Episode Transcript
CONSECRATE
Wake up, sleeper, rise from the dead, and Christ will shine on you.
Jesus, I belong to you.
I lift up my heart to you.
I set my mind on you.
I fix my eyes on you.
I offer my body to you as a living sacrifice.
Jesus, we belong to you.
Praying in the name of the Father, and the Son, and the Holy Spirit, amen.
HEAR
Hebrews 3:12–13 (NIV)
See to it, brothers and sisters, that none of you has a sinful, unbelieving heart that turns away from the living God. But encourage one another daily, as long as it is called “Today,” so that none of you may be hardened by sin’s deceitfulness.
CONSIDER
It’s a beautiful and powerful thing when Scripture quotes Scripture. In fact, the only way to understand Scripture is through a wider and deeper Holy Spirit–inspired reading of Scripture. I want you to notice how the Bible regularly does this. This word, “encourage one another daily,” can be read at face value, and yet there is a much deeper context we must explore to get at what it means. If we back up yet a few more verses, we see the text quoted from Psalm 95:
So, as the Holy Spirit says:
“Today, if you hear his voice,
do not harden your hearts
as you did in the rebellion,
during the time of testing in the wilderness,
where your ancestors tested and tried me,
though for forty years they saw what I did.
That is why I was angry with that generation;
I said, ‘Their hearts are always going astray,
and they have not known my ways.’
So I declared on oath in my anger,
‘They shall never enter my rest.’” (Heb. 3:7–11)
So the writer of Hebrews is remembering Psalm 95, which is remembering the story of Meribah, which is the occasion in the wilderness when the people were facing a crisis of a lack of water. Rather than leaning into the God who had provided for them every step of the way, they began to quarrel bitterly among themselves and grumble harshly against their leaders. It was a defining moment, a place where their faith was tested and where their faith failed. It turned out to be the place where their hearts began to be hardened.
Now, in light of this context, read our text yet again:
See to it, brothers and sisters, that none of you has a sinful, unbelieving heart that turns away from the living God. But encourage one another daily, as long as it is called “Today,” so that none of you may be hardened by sin’s deceitfulness.
Over the course of our lives, all of us have been through difficult trials. Unjust treatment, unforeseen losses, tragic deaths, life-stealing diseases, betrayals, relationship failures, and all manner of pain and suffering. These things create wilderness seasons that can go on for long periods of time. These are the places where we slowly and often imperceptibly lose faith in God. We would rarely identify it as such, but we begin to shrink back from real trust. We believe in principle but not in an everyday kind of trusting reality. We take on a wilderness wound, and our hearts slowly begin to harden. We don’t so much choose hardness as we fail to pursue healing. We allow a wall of protection to be constructed around our heart, and while it does protect us in some ways, it also slowly and imperceptibly isolates us from God and others.

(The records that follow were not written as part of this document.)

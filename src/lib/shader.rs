//! Per-ray color resolution: normal shading on hits, a vertical sky gradient otherwise.

use crate::{color::Color, hittable::Hittable, raycasting::Ray, vector::Vec3, DefaultType};

/// Gradient color looking straight down.
pub const SKY_WHITE: Color = Color::new(1., 1., 1.);
/// Gradient color looking straight up.
pub const SKY_BLUE: Color = Color::new(0.5, 0.7, 1.);

/// Color seen along `ray` in `scene`.
///
/// The nearest hit over `(0, inf]` is colored by mapping its unit normal from `[-1, 1]` to
/// `[0, 1]` per channel. Missed rays get the [background].
pub fn ray_color(ray: &Ray, scene: &(impl Hittable + ?Sized)) -> Color {
    match scene.hit(ray, 0., DefaultType::INFINITY) {
        Some(rec) => normal_color(rec.normal),
        None => background(ray),
    }
}

/// `(n + 1) / 2`, per channel.
pub fn normal_color(normal: Vec3) -> Color {
    let mut color = normal + Color::new(1., 1., 1.);
    color.mult_to(0.5);
    color
}

/// Linear blend from [SKY_WHITE] to [SKY_BLUE] over the height of the ray's unit direction.
pub fn background(ray: &Ray) -> Color {
    let t = 0.5 * (ray.direction().unit_vector().y() + 1.);

    let mut white = SKY_WHITE;
    white.mult_to(1. - t);
    let mut blue = SKY_BLUE;
    blue.mult_to(t);
    white.add_to(&blue);

    white
}
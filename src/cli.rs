use std::path::PathBuf;

use clap::{Parser, ValueEnum};
use log::LevelFilter;

use eray_rtiow::prelude::{CameraConfig, PpmFormat, RenderConfig};

#[derive(Debug, Clone, ValueEnum)]
/// Verbosity accepted by `--log-level`, mapped onto [LevelFilter].
pub enum LogLevel {
    /// Failures only
    Error,
    /// Failures and warnings
    Warn,
    /// Render start, 10% progress steps and timing
    Info,
    /// Every scanline
    Debug,
    /// Derived configuration
    Trace,
}

impl From<LogLevel> for LevelFilter {
    fn from(level: LogLevel) -> Self {
        match level {
            LogLevel::Error => Self::Error,
            LogLevel::Warn => Self::Warn,
            LogLevel::Info => Self::Info,
            LogLevel::Debug => Self::Debug,
            LogLevel::Trace => Self::Trace,
        }
    }
}

#[derive(Debug, Clone, ValueEnum)]
pub enum OutputFormat {
    /// Plain-text P3
    Ascii,
    /// Raw P6
    Binary,
}

impl From<OutputFormat> for PpmFormat {
    fn from(format: OutputFormat) -> Self {
        match format {
            OutputFormat::Ascii => PpmFormat::Ascii,
            OutputFormat::Binary => PpmFormat::Binary,
        }
    }
}

/// Accepts either a decimal (`1.5`) or a fraction (`16/9`).
fn parse_aspect_ratio(value: &str) -> Result<f64, String> {
    let parse = |v: &str| {
        v.trim()
            .parse::<f64>()
            .map_err(|err| format!("invalid number `{v}`: {err}"))
    };

    match value.split_once('/') {
        Some((num, den)) => Ok(parse(num)? / parse(den)?),
        None => parse(value),
    }
}

/// Command line arguments structure using clap derive macros
#[derive(Debug, Parser)]
#[command(name = "eray-rtiow")]
#[command(about = "Renders a normal-shaded sphere scene to a PPM image")]
pub struct Args {
    /// Image width in pixels
    #[arg(long, default_value_t = 400)]
    pub width: u32,

    /// Image width / height, as a decimal or a fraction
    #[arg(long, default_value = "16/9", value_parser = parse_aspect_ratio)]
    pub aspect_ratio: f64,

    /// Viewport height in world units
    #[arg(long, default_value_t = 2.)]
    pub viewport_height: f64,

    /// Distance from the camera to the viewport
    #[arg(long, default_value_t = 1.)]
    pub focal_length: f64,

    /// PPM flavour
    #[arg(short, long, value_enum, default_value = "ascii")]
    pub format: OutputFormat,

    /// Output file path, stdout when omitted
    #[arg(short, long)]
    pub output: Option<PathBuf>,

    /// Set the logging level
    #[arg(long, value_enum, default_value = "info")]
    pub log_level: LogLevel,
}

impl Args {
    pub fn render_config(&self) -> RenderConfig {
        RenderConfig {
            image_width: self.width,
            aspect_ratio: self.aspect_ratio,
            camera: CameraConfig {
                viewport_height: self.viewport_height,
                focal_length: self.focal_length,
                ..Default::default()
            },
        }
    }
}

#[cfg(test)]
mod test {
    use super::*;

    #[test]
    fn aspect_ratio_forms() {
        assert_eq!(Ok(1.5), parse_aspect_ratio("1.5"));
        assert_eq!(Ok(2.), parse_aspect_ratio(" 4 / 2 "));
        assert!(parse_aspect_ratio("wide").is_err());
        assert!(parse_aspect_ratio("16/").is_err());
    }

    #[test]
    fn defaults_match_library() {
        let args = Args::parse_from(["eray-rtiow"]);

        assert_eq!(RenderConfig::default(), args.render_config());
        assert!(args.output.is_none());
        assert_eq!(PpmFormat::Ascii, PpmFormat::from(args.format));
    }

    #[test]
    fn flags() {
        let args = Args::parse_from([
            "eray-rtiow",
            "--width",
            "200",
            "--aspect-ratio",
            "2",
            "-f",
            "binary",
            "-o",
            "out/image.ppm",
        ]);

        assert_eq!((200, 100), args.render_config().size());
        assert_eq!(Some(PathBuf::from("out/image.ppm")), args.output);
        assert_eq!(PpmFormat::Binary, PpmFormat::from(args.format));
    }

    #[test]
    fn log_levels() {
        let args = Args::parse_from(["eray-rtiow"]);
        assert_eq!(LevelFilter::Info, LevelFilter::from(args.log_level));

        for (name, level) in [
            ("error", LevelFilter::Error),
            ("warn", LevelFilter::Warn),
            ("debug", LevelFilter::Debug),
            ("trace", LevelFilter::Trace),
        ] {
            let args = Args::parse_from(["eray-rtiow", "--log-level", name]);
            assert_eq!(level, LevelFilter::from(args.log_level));
        }

        assert!(Args::try_parse_from(["eray-rtiow", "--log-level", "loud"]).is_err());
    }
}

This is how sin deceives us. We mistakenly focus on sin at the level of our behaviors, but our behaviors are merely the symptoms of the sickness. Sin, in its deepest essence, is the condition of an unbelieving heart, and an unbelieving or untrusting heart inevitably becomes a hardened heart. And a hardened heart is the most dangerous place on earth.
So what does encouragement have to do with any of this? Psalm 95 says, “Today, if only you would hear his voice” (v. 7).
Encouragement, in the biblical sense of the term, is about personally and particularly hearing the voice of God from another person. As we encourage one another, we learn to speak to one another in the voice of God in the humble authority of Jesus in the loving power of the Holy Spirit. This doesn’t come to us naturally. It only comes supernaturally, and yet it is a learned way.
As long as it is called “Today,” . . .
PRAY
God our Father, we want to pray with the psalmist today, “Search me, God, and know my heart; test me and know my anxious thoughts. See if there is any offensive way in me, and lead me in the way everlasting” (Ps. 139:23–24). Lord Jesus, we open our hearts to the searching, searing, and saving light of your Word and Holy Spirit. Are our hearts hardened? We wait before you in humility. Speak, Lord. Your sons and daughters are listening. We want to hear your voice. In Jesus’s name, amen.